I’m not a religious man, but I’ve always loved Christmas. At least part of this is no doubt down to having been a mildly spoilt only child, who could pretty much guarantee Christmas morning would bring the good shit; but as adulthood has ground on, it’s become more, not less, important to me. It helps provide a shape to the year, and gives us a moment when we actually bother to reach out to the old friends or family members we spend the rest of the time just feeling guilty for not calling.
Another reason I like it, of course, is because in recent years it’s expanded from being a couple of back-to-back holidays, to being a sort of extended national break, running from roughly 20th December to 3rd January. Not everyone gets to benefit from this, I know; but for those who do it feels healthy, to have a week or two where we stop and recharge and take a breath before diving into the next thing.1
This year, though, there are rather more things closing than ideally should be. The annual exodus from London feels like it’s begun several days earlier than normal: this is surely at least partly because there’s no guarantee travel will be possible later, and if you see a train going where you want it to at this point then the rational thing is just to board it and worry about the details later.
Then there’s the news that Thurrock council in Essex has effectively declared bankruptcy.
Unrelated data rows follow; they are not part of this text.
//! Civil UTC instants and the clock they are read from.

use crate::DateError;
use crate::gregorian::GregorianDate;
use crate::prelude::*;
use chrono::{Datelike, NaiveDateTime, Timelike, Utc};

/// A UTC instant at one-second resolution.
#[derive(Debug, Clone, Copy, PartialEq, Eq, PartialOrd, Ord, Hash, Display)]
#[display(fmt = "{}T{:02}:{:02}:{:02}Z", date, hour, minute, second)]
pub struct UtcDateTime {
    date: GregorianDate,
    hour: u8,
    minute: u8,
    second: u8,
}

impl UtcDateTime {
    /// 1970-01-01T00:00:00Z
    pub const UNIX_EPOCH: Self = Self {
        date: GregorianDate::new_unchecked(1970, 1, 1),
        hour: 0,
        minute: 0,
        second: 0,
    };

    /// # Errors
    /// Returns `DateError` if the date is invalid or the time of day is not
    /// within `00:00:00..=23:59:59`.
    pub fn new(
        year: i32,
        month: u8,
        day: u8,
        hour: u8,
        minute: u8,
        second: u8,
    ) -> Result<Self, DateError> {
        let date = GregorianDate::new(year, month, day)?;
        if hour > 23 || minute > 59 || second > 59 {
            return Err(DateError::InvalidTime {
                hour,
                minute,
                second,
            });
        }
        Ok(Self {
            date,
            hour,
            minute,
            second,
        })
    }

    pub const fn date(&self) -> GregorianDate {
        self.date
    }

    pub const fn hour(&self) -> u8 {
        self.hour
    }

    pub const fn minute(&self) -> u8 {
        self.minute
    }

    pub const fn second(&self) -> u8 {
        self.second
    }

    /// Minutes since UTC midnight, with seconds as a fraction
    pub fn minutes_of_day(&self) -> f64 {
        f64::from(self.hour) * 60.0 + f64::from(self.minute) + f64::from(self.second) / 60.0
    }
}

impl TryFrom<NaiveDateTime> for UtcDateTime {
    type Error = DateError;

    fn try_from(value: NaiveDateTime) -> Result<Self, Self::Error> {
        // chrono keeps every component in range; only the year can fall outside ours
        let narrow = |n: u32| u8::try_from(n).map_err(|_| DateError::InvalidYear(value.year()));
        Self::new(
            value.year(),
            narrow(value.month())?,
            narrow(value.day())?,
            narrow(value.hour())?,
            narrow(value.minute())?,
            narrow(value.second())?,
        )
    }
}

/// Source of the current UTC instant.
pub trait Clock {
    fn now(&self) -> UtcDateTime;
}

/// Reads the system wall clock.
///
/// A wall clock outside years `1..=MAX_YEAR` cannot be represented. In that
/// case [`Clock::now`] logs a warning and reports [`UtcDateTime::UNIX_EPOCH`],
/// so every answer derived from it is wrong. Call [`SystemClock::try_now`]
/// to handle that case instead.
#[derive(Debug, Clone, Copy, Default)]
pub struct SystemClock;

impl SystemClock {
    /// # Errors
    /// Returns `DateError::InvalidYear` when the wall clock is outside years
    /// `1..=MAX_YEAR`.
    pub fn try_now(&self) -> Result<UtcDateTime, DateError> {
        UtcDateTime::try_from(Utc::now().naive_utc())
    }
}

impl Clock for SystemClock {
    fn now(&self) -> UtcDateTime {
        self.try_now().unwrap_or_else(|err| {
            log::warn!("system clock is unusable, reporting {}: {err}", UtcDateTime::UNIX_EPOCH);
            UtcDateTime::UNIX_EPOCH
        })
    }
}

/// Always reports the same instant.
#[derive(Debug, Clone, Copy, PartialEq, Eq)]
pub struct FixedClock(pub UtcDateTime);

impl Clock for FixedClock {
    fn now(&self) -> UtcDateTime {
        self.0
    }
}

impl<C: Clock + ?Sized> Clock for &C {
    fn now(&self) -> UtcDateTime {
        (**self).now()
    }
}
There are specific reasons for this – an investigation by the Bureau of Investigative Journalism revealed that terrible investment policies had left them them with a half a billion pound black hole – but there are always specific reasons for these things, and this is the fourth English council to go bust recently, following Northamptonshire, Croydon and Slough. There’s no obvious pattern here in terms of either the types of place these cover, or who’s in political control: it just feels like, after a decade of swingeing cuts, councils are running on vapours; and if, thus far, it’s only the badly run ones that are hitting rock bottom, it’d be optimistic in the extreme to just assume things will stay that way.
(A sidenote: Thurrock’s leader, Tory Mark Coxshall, put out a statement which included the lines, “They can also be reassured that under my leadership we have started to grip our situation and have a clear sight of what needs to be done. The section 114 notice is a clear indication we are on the road to recovery.” This feels like an extraordinary thing to say under the circumstances, like the officers on the Titanic asking everyone to applaud them for how well the evacuation is going.)
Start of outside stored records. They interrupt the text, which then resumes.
#[cfg(test)]
mod tests {
    use super::*;
    use crate::consts::{AV, MAX_YEAR, SHEVAT, SIVAN};
    use crate::test_utils::{greg, heb};

    #[test]
    fn test_leap_years_per_cycle() {
        for cycle in 0..500 {
            let first = cycle * 19 + 1;
            let leap_positions: Vec<i32> = (first..first + 19)
                .filter(|&y| is_leap_year(y))
                .map(|y| y - first + 1)
                .collect();
            assert_eq!(leap_positions, vec![3, 6, 8, 11, 14, 17, 19], "cycle starting {first}");
        }
    }

    #[test]
    fn test_year_lengths_are_canonical() {
        for year in 1..=MAX_HEBREW_YEAR {
            let length = days_in_year(year);
            let expected: &[i32] = if is_leap_year(year) {
                &[383, 384, 385]
            } else {
                &[353, 354, 355]
            };
            assert!(expected.contains(&length), "year {year} has {length} days");
        }
    }

    #[test]
    fn test_new_year_never_on_sunday_wednesday_friday() {
        for year in 1..=MAX_HEBREW_YEAR {
            let weekday = AbsoluteDay::new(absolute_from_parts(year, TISHREI, 1)).weekday();
            assert!(
                !matches!(weekday, Weekday::Sunday | Weekday::Wednesday | Weekday::Friday),
                "1 Tishrei {year} falls on {weekday}"
            );
        }
    }

    #[test]
    fn test_known_years() {
        struct TestCase {
            year: i32,
            length: i32,
            kind: YearKind,
            rosh_hashanah: (i32, u8, u8),
        }

        let cases = [
            TestCase {
                year: 5781,
                length: 353,
                kind: YearKind::Deficient,
                rosh_hashanah: (2020, 9, 19),
            },
            TestCase {
                year: 5782,
                length: 384,
                kind: YearKind::Regular,
                rosh_hashanah: (2021, 9, 7),
            },
            TestCase {
                year: 5784,
                length: 383,
                kind: YearKind::Deficient,
                rosh_hashanah: (2023, 9, 16),
            },
            TestCase {
                year: 5785,
                length: 355,
                kind: YearKind::Complete,
                rosh_hashanah: (2024, 10, 3),
            },
            TestCase {
                year: 5786,
                length: 354,
                kind: YearKind::Regular,
                rosh_hashanah: (2025, 9, 23),
            },
        ];

        for case in &cases {
            assert_eq!(days_in_year(case.year), case.length, "year {}", case.year);
            assert_eq!(YearKind::of(case.year), case.kind, "year {}", case.year);
            let (y, m, d) = case.rosh_hashanah;
            let new_year = heb(case.year, TISHREI, 1);
            assert_eq!(new_year.to_gregorian(), greg(y, m, d));
            assert_eq!(HebrewDate::from_gregorian(greg(y, m, d)), new_year);
        }
    }

    #[test]
    fn test_historical_anchor() {
        // 5 Iyar 5708
        assert_eq!(HebrewDate::from_gregorian(greg(1948, 5, 14)), heb(5708, IYAR, 5));
        assert_eq!(heb(5708, IYAR, 5).to_absolute(), greg(1948, 5, 14).to_absolute());
    }

    #[test]
    fn test_month_lengths_follow_year_kind() {
        // Deficient
        assert_eq!(last_day_of_month(CHESHVAN, 5784), 29);
        assert_eq!(last_day_of_month(KISLEV, 5784), 29);
        // Regular
        assert_eq!(last_day_of_month(CHESHVAN, 5786), 29);
        assert_eq!(last_day_of_month(KISLEV, 5786), 30);
        // Complete
        assert_eq!(last_day_of_month(CHESHVAN, 5785), 30);
        assert_eq!(last_day_of_month(KISLEV, 5785), 30);
        assert!(long_heshvan(5785));
        assert!(short_kislev(5784));
    }

    #[test]
    fn test_fixed_month_lengths() {
        for year in [5784, 5785, 5786] {
            for month in [NISAN, SIVAN, AV, TISHREI, SHEVAT] {
                assert_eq!(last_day_of_month(month, year), 30, "month {month} of {year}");
            }
            for month in [IYAR, TAMMUZ, ELUL, TEVET] {
                assert_eq!(last_day_of_month(month, year), 29, "month {month} of {year}");
            }
        }
    }

    #[test]
    fn test_adar_in_leap_and_common_years() {
        assert!(is_leap_year(5784));
        assert_eq!(last_month_of_year(5784), ADAR_II);
        assert_eq!(last_day_of_month(ADAR, 5784), 30);
        assert_eq!(last_day_of_month(ADAR_II, 5784), 29);

        assert!(!is_leap_year(5785));
        assert_eq!(last_month_of_year(5785), ADAR);
        assert_eq!(last_day_of_month(ADAR, 5785), 29);
    }

    #[test]
    fn test_month_lengths_sum_to_year_length() {
        for year in 5700..5800 {
            let total: i32 = (NISAN..=last_month_of_year(year))
                .map(|m| i32::from(last_day_of_month(m, year)))
                .sum();
            assert_eq!(total, days_in_year(year), "year {year}");
        }
    }

    #[test]
    fn test_new_validates_against_year() {
        assert!(HebrewDate::new(5785, CHESHVAN, 30).is_ok());
        assert!(matches!(
            HebrewDate::new(5786, CHESHVAN, 30),
            Err(DateError::InvalidDay {
                day: 30,
                month: CHESHVAN,
                year: 5786
            })
        ));
        assert!(HebrewDate::new(5784, ADAR_II, 29).is_ok());
        assert!(matches!(
            HebrewDate::new(5785, ADAR_II, 1),
            Err(DateError::InvalidMonth {
                month: ADAR_II,
                year: 5785
            })
        ));
        assert!(matches!(HebrewDate::new(5785, 0, 1), Err(DateError::InvalidMonth { .. })));
        assert!(matches!(HebrewDate::new(5785, NISAN, 0), Err(DateError::InvalidDay { .. })));
        assert!(matches!(HebrewDate::new(0, NISAN, 1), Err(DateError::InvalidHebrewYear(0))));
    }

    #[test]
    fn test_range_ends() {
        let first = heb(MIN_HEBREW_YEAR, TEVET, 18);
        let last = heb(MAX_HEBREW_YEAR, CHESHVAN, 28);
        assert_eq!(first.to_absolute(), AbsoluteDay::EPOCH);
        assert_eq!(last.to_absolute(), AbsoluteDay::MAX);
        assert_eq!(first.to_gregorian(), greg(1, 1, 1));
        assert_eq!(last.to_gregorian(), greg(MAX_YEAR, 12, 31));
        assert_eq!(HebrewDate::from_gregorian(greg(1, 1, 1)), first);
        assert_eq!(HebrewDate::from_gregorian(greg(MAX_YEAR, 12, 31)), last);

        assert!(matches!(
            HebrewDate::new(MIN_HEBREW_YEAR, TEVET, 17),
            Err(DateError::OutOfRange { day: 17, .. })
        ));
        assert!(matches!(
            HebrewDate::new(MIN_HEBREW_YEAR, TISHREI, 1),
            Err(DateError::OutOfRange { .. })
        ));
        assert!(matches!(
            HebrewDate::new(MAX_HEBREW_YEAR, CHESHVAN, 29),
            Err(DateError::OutOfRange { day: 29, .. })
        ));
        assert!(matches!(
            HebrewDate::new(MIN_HEBREW_YEAR - 1, NISAN, 1),
            Err(DateError::InvalidHebrewYear(3760))
        ));
        assert!(matches!(
            HebrewDate::new(MAX_HEBREW_YEAR + 1, TISHREI, 1),
            Err(DateError::InvalidHebrewYear(13_761))
        ));

        assert_eq!(first.checked_add(-1), None);
        assert_eq!(last.checked_add(1), None);
        assert_eq!(first.checked_add(i32::MIN), None);
        assert_eq!(last.checked_add(-1), Some(heb(MAX_HEBREW_YEAR, CHESHVAN, 27)));
        assert_eq!(first.checked_add(12), Some(heb(MIN_HEBREW_YEAR, SHEVAT, 1)));
    }

    #[test]
    fn test_range_ends_text_round_trip() {
        for date in [heb(MIN_HEBREW_YEAR, TEVET, 18), heb(MAX_HEBREW_YEAR, CHESHVAN, 28)] {
            assert_eq!(date.to_string().parse::<HebrewDate>().unwrap(), date);
            let json = serde_json::to_string(&date).unwrap();
            assert_eq!(serde_json::from_str::<HebrewDate>(&json).unwrap(), date);
        }

        // Crossing a Gregorian millennium boundary stays inside the range
        let date = heb(9999, ELUL, 29) + 1;
        assert_eq!(date, heb(10_000, TISHREI, 1));
        assert_eq!(date.to_string().parse::<HebrewDate>().unwrap(), date);
    }

    #[test]
    fn test_round_trip_every_day() {
        let start = heb(5760, TISHREI, 1).to_absolute().get();
        let end = heb(5800, ELUL, 29).to_absolute().get();
        let mut previous = heb(5760, TISHREI, 1);
        for n in start..=end {
            let date = HebrewDate::from_absolute(AbsoluteDay::new(n));
            assert_eq!(date.to_absolute().get(), n, "{date}");
            if n > start {
                assert!(date > previous, "{date} should follow {previous}");
                assert_eq!(date - previous, 1);
            }
            previous = date;
        }
        assert_eq!(previous, heb(5800, ELUL, 29));
    }

    #[test]
    fn test_round_trip_wide_range() {
        for year in (MIN_HEBREW_YEAR + 1..MAX_HEBREW_YEAR).step_by(7) {
            for month in NISAN..=last_month_of_year(year) {
                for day in [1, last_day_of_month(month, year)] {
                    let date = heb(year, month, day);
                    assert_eq!(HebrewDate::from_absolute(date.to_absolute()), date);
                    assert_eq!(HebrewDate::from_gregorian(date.to_gregorian()), date);
                }
            }
        }
    }

    #[test]
    fn test_every_gregorian_day_near_range_ends() {
        let days = (1..=400).chain(AbsoluteDay::MAX.get() - 400..=AbsoluteDay::MAX.get());
        for n in days.map(AbsoluteDay::new) {
            let gregorian = GregorianDate::from_absolute(n);
            let hebrew = HebrewDate::from_gregorian(gregorian);
            assert_eq!(hebrew.to_absolute(), n);
            assert_eq!(hebrew.to_gregorian(), gregorian);
            assert_eq!(HebrewDate::new(hebrew.year(), hebrew.month(), hebrew.day()), Ok(hebrew));
        }
    }

    #[test]
    fn test_civil_ordering() {
        let tishrei = heb(5785, TISHREI, 1);
        let adar = heb(5785, ADAR, 29);
        let nisan = heb(5785, NISAN, 1);
        let elul = heb(5785, ELUL, 29);
        let next_year = heb(5786, TISHREI, 1);

        assert!(tishrei < adar);
        assert!(adar < nisan);
        assert!(nisan < elul);
        assert!(elul < next_year);
        assert_eq!(next_year - elul, 1);
        assert_eq!(elul + 1, next_year);
        assert_eq!(nisan + -1, adar);
    }

    #[test]
    fn test_month_names() {
        assert_eq!(heb(5785, KISLEV, 25).month_name(), "Kislev");
        assert_eq!(heb(5785, ADAR, 1).month_name(), "Adar");
        assert_eq!(heb(5784, ADAR, 1).month_name(), "Adar I");
        assert_eq!(heb(5784, ADAR_II, 1).month_name(), "Adar II");
    }

    #[test]
    fn test_display_and_parse() {
        let date = heb(5785, KISLEV, 25);
        assert_eq!(date.to_string(), "25 / 9 / 5785");
        assert_eq!("25 / 9 / 5785".parse::<HebrewDate>().unwrap(), date);
        assert_eq!("25/9/5785".parse::<HebrewDate>().unwrap(), date);
    }

    #[test]
    fn test_parse_errors() {
        assert!(matches!("  ".parse::<HebrewDate>(), Err(ParseError::EmptyInput)));
        assert!(matches!(
            "25 / 9".parse::<HebrewDate>(),
            Err(ParseError::InvalidFormat(_))
        ));
        assert!(matches!(
            "x / 9 / 5785".parse::<HebrewDate>(),
            Err(ParseError::InvalidFormat(_))
        ));
        assert!(matches!(
            "30 / 8 / 5786".parse::<HebrewDate>(),
            Err(ParseError::InvalidDate(DateError::InvalidDay { .. }))
        ));
    }

    #[test]
    fn test_serde() {
        let date = heb(5784, ADAR_II, 14);
        let json = serde_json::to_string(&date).unwrap();
        assert_eq!(json, "\"14 / 13 / 5784\"");

        let parsed: HebrewDate = serde_json::from_str(&json).unwrap();
        assert_eq!(date, parsed);

        let result: Result<HebrewDate, _> = serde_json::from_str("\"1 / 13 / 5785\"");
        assert!(result.is_err());
    }
}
And then there’s the NHS, which we all stayed in our homes for months on end to protect during the pandemic, but which the government is allowing to crash because it doesn’t want to give nurses an inflationary pay rise. For weeks, the internet has been awash with genuinely frightening stories of all-night waits for ambulances, or paramedics hearing urgent calls but being helpless to act because they’re still in a queue to get another, equally urgent patient into hospital. There are some genuinely disgusting newspaper splashes out there today, asking how striking ambulance drivers will live with themselves if their industrial action leads to death. If those same newspapers had spent the last few years asking the same of the government, we might not be in this mess.
One question about all this is why the public aren’t angrier. Okay, the polls suggest that they’ve had enough of this government, and do blame it for many of these problems – but still, the level of anger feels more like tutting than like something proportional to the slow motion collapse of vast swathes of the British state.
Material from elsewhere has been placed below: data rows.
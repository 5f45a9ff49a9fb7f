//! Build script for the plugin protocol types.
//!
//! `src/generated.rs` is committed, so protoc is only needed when
//! `proto/provider.proto` changes.
//!
//! To regenerate: `cargo build --features regenerate-proto`

fn main() -> Result<(), Box<dyn std::error::Error>> {
    #[cfg(feature = "regenerate-proto")]
    {
        let out_dir = std::path::PathBuf::from("src");
        tonic_prost_build::configure()
            .build_client(false)
            .out_dir(&out_dir)
            .compile_protos(&["proto/provider.proto"], &["proto"])?;

        let generated = out_dir.join("tfprovider.v1.rs");
        let target = out_dir.join("generated.rs");
        if generated.exists() {
            std::fs::rename(generated, target)?;
        }
    }

    println!("cargo:rerun-if-changed=proto/provider.proto");

    Ok(())
}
My suspicion is that most people simply don’t spend their lives thinking about this stuff. Hospitals are, like the airports which saw a sudden increase in queuing times after Brexit, something which most of us don’t interact with very often. Even those who have bad experiences may see them as bad luck, rather than a systemic problem; by the time it’s clear it’s the latter, the issue has been around long enough for it to have become part of the wallpaper, just The Way Things Are rather than something we can blame on a specific policy or government. The public are the proverbial boiled frog.
Which is not a very cheerful note to be going into Christmas with.
It could be less cheery, though, because things are probably going to get worse. Other councils are wobbling; the worst of winter, with its traditional annual health crisis, is still to come. And on Tuesday, Aslef announced plans for a 24 hour strike on 5th January. Since this falls between two 48 hour RMT walk outs already planned for 3rd-4th and 6th-7th January, this will effectively wipe out the British railways for an entire five day period which, while perhaps not entirely unprecedented, also doesn’t feel massively precedented.
In 2010 the Tories came to power under the slogan “We can’t go on like this”. If only we had.